Edited by Enthalpy, 16 September 2012 - 01:51 PM.

  • 0

#3 karthika

karthika

    Lepton

  • Members
  • 5 posts

Posted 17 September 2012 - 03:36 PM

I am satisfied with your reply...can you suggest more..
  • 0

#4 Enthalpy

Enthalpy

    Primate

  • Senior Members
  • 2,246 posts

Posted 18 September 2012 - 10:59 PM

Not so easy, because programmes benefit more from subtle algorithms than from computing speed, and subtle algorithms tend to run horribly on a Gpu...

But on such a parallel machine (a Gpu) you could try to implement
  • An inference engine
  • A Prolog interpret (if this is still any fashionable)
as both exhibit a regular uniform parallelism accessible to the machine.

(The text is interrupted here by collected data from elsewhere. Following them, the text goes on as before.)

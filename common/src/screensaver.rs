//! Idle animation shown while hibernating.
//!
//! Runs as its own scheduler task, outside the frame registry. Without an
//! animation, or once the animation is finished, the screensaver stops and
//! powers the display off.

use crate::capabilities::{Animation, Grid};
use crate::display::Display;
use crate::geometry::Rect;

/// Outcome of one screensaver tick.
#[derive(Clone, Copy, PartialEq, Eq, Debug)]
#[cfg_attr(feature = "defmt", derive(defmt::Format))]
pub enum Tick {
    /// A frame was drawn.
    Drawn,
    /// Animation finished or absent; display powered off.
    Stopped,
}

/// Screensaver state.
pub struct ScreenSaver {
    rect: Rect,
    running: bool,
    ticks: u32,
}

impl ScreenSaver {
    /// Cover the whole panel, one pixel past each edge.
    pub const fn new(
        width: u32,
        height: u32,
    ) -> Self {
        Self {
            rect: Rect::new(0, 0, width + 1, height + 1),
            running: false,
            ticks: 0,
        }
    }

    #[inline]
    pub const fn is_running(&self) -> bool { self.running }

    /// Ticks since the last start.
    #[inline]
    pub const fn ticks(&self) -> u32 { self.ticks }

    pub fn start(&mut self) {
        self.running = true;
        self.ticks = 0;
    }

    /// Draw the next animation frame, or stop and power off.
    pub fn tick(
        &mut self,
        display: &mut dyn Display,
        animation: Option<&mut (dyn Animation + 'static)>,
    ) -> Tick {
        self.ticks = self.ticks.wrapping_add(1);
        let Some(animation) = animation else {
            self.running = false;
            self.rect.clean(display, false);
            display.poweroff();
            return Tick::Stopped;
        };
        match animation.next_frame() {
            Some(grid) => {
                self.render(display, grid);
                Tick::Drawn
            }
            None => {
                self.cancel(display, Some(animation));
                display.poweroff();
                Tick::Stopped
            }
        }
    }

    fn render(
        &self,
        display: &mut dyn Display,
        grid: &Grid,
    ) {
        self.rect.clean(display, false);
        if grid.height() == 0 {
            return;
        }
        let scale = (self.rect.area.h / grid.height() as u32).max(1);
        for y in 0..grid.height() {
            for x in 0..grid.width() {
                let on = grid.get(x, y);
                if scale == 1 {
                    display.pixel(x as i32, y as i32, on);
                } else {
                    let s = scale as i32;
                    display.rect(x as i32 * s, y as i32 * s, scale, scale, on, true);
                }
            }
        }
        display.show();
    }

    /// Stop, reset the animation and clear the panel.
    pub fn cancel(
        &mut self,
        display: &mut dyn Display,
        animation: Option<&mut (dyn Animation + 'static)>,
    ) {
        if !self.running {
            return;
        }
        self.running = false;
        if let Some(animation) = animation {
            animation.reset();
        }
        self.rect.clean(display, false);
    }
}

#[cfg(test)]
mod tests {
    use super::*;
    use crate::testing::{FiniteAnimation, Op, RecordingDisplay};

    #[test]
    fn test_absent_animation_powers_off() {
        let mut saver = ScreenSaver::new(128, 64);
        let mut display = RecordingDisplay::new();
        saver.start();
        assert_eq!(saver.tick(&mut display, None), Tick::Stopped);
        assert!(!saver.is_running());
        assert!(!display.powered);
    }

    #[test]
    fn test_runs_until_animation_ends() {
        let mut saver = ScreenSaver::new(128, 64);
        let mut display = RecordingDisplay::new();
        let mut anim = FiniteAnimation::new(2);
        let resets = anim.resets.clone();
        saver.start();
        assert_eq!(saver.tick(&mut display, Some(&mut anim)), Tick::Drawn);
        assert_eq!(saver.tick(&mut display, Some(&mut anim)), Tick::Drawn);
        assert_eq!(saver.tick(&mut display, Some(&mut anim)), Tick::Stopped);
        assert_eq!(resets.get(), 1);
        assert!(!display.powered);
    }

    #[test]
    fn test_grid_scaled_to_panel() {
        // 4x4 grid on a 64 px tall panel: 65 / 4 = 16 px squares
        let mut saver = ScreenSaver::new(128, 64);
        let mut display = RecordingDisplay::new();
        let mut anim = FiniteAnimation::new(1);
        saver.start();
        saver.tick(&mut display, Some(&mut anim));
        assert!(display.ops().contains(&Op::Rect {
            x: 16,
            y: 16,
            w: 16,
            h: 16,
            on: true,
            fill: true
        }));
        assert_eq!(display.count(|op| matches!(op, Op::Rect { w: 16, .. })), 16);
    }

    #[test]
    fn test_cancel_resets_animation() {
        let mut saver = ScreenSaver::new(128, 64);
        let mut display = RecordingDisplay::new();
        let mut anim = FiniteAnimation::new(5);
        let resets = anim.resets.clone();
        saver.start();
        saver.tick(&mut display, Some(&mut anim));
        saver.cancel(&mut display, Some(&mut anim));
        assert_eq!(resets.get(), 1);
        saver.cancel(&mut display, Some(&mut anim));
        assert_eq!(resets.get(), 1);
    }
}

It could be less banal than image processing or finite elements.
Though, I don't know Cuda enough to tell if it's the right layer for such a purpose. Maybe you need first your own layer, different from Cuda.

==================================

You might have a look at error-correcting codes (ECC). A Gpu helps a lot decoding them, but... Codes are full of maths. Not complicated for a mathematician :rolleyes:: Galois fields and statistics. Telecom engineers achieve to understand them (...more or less :P); with a software background, you would need to have studied this particular math or have a real passion and ease for it.
http://en.wikipedia....correcting_code

You should first check what is already done on Gpu, because ECC specialists program Digital Signal Processors and are easy with software.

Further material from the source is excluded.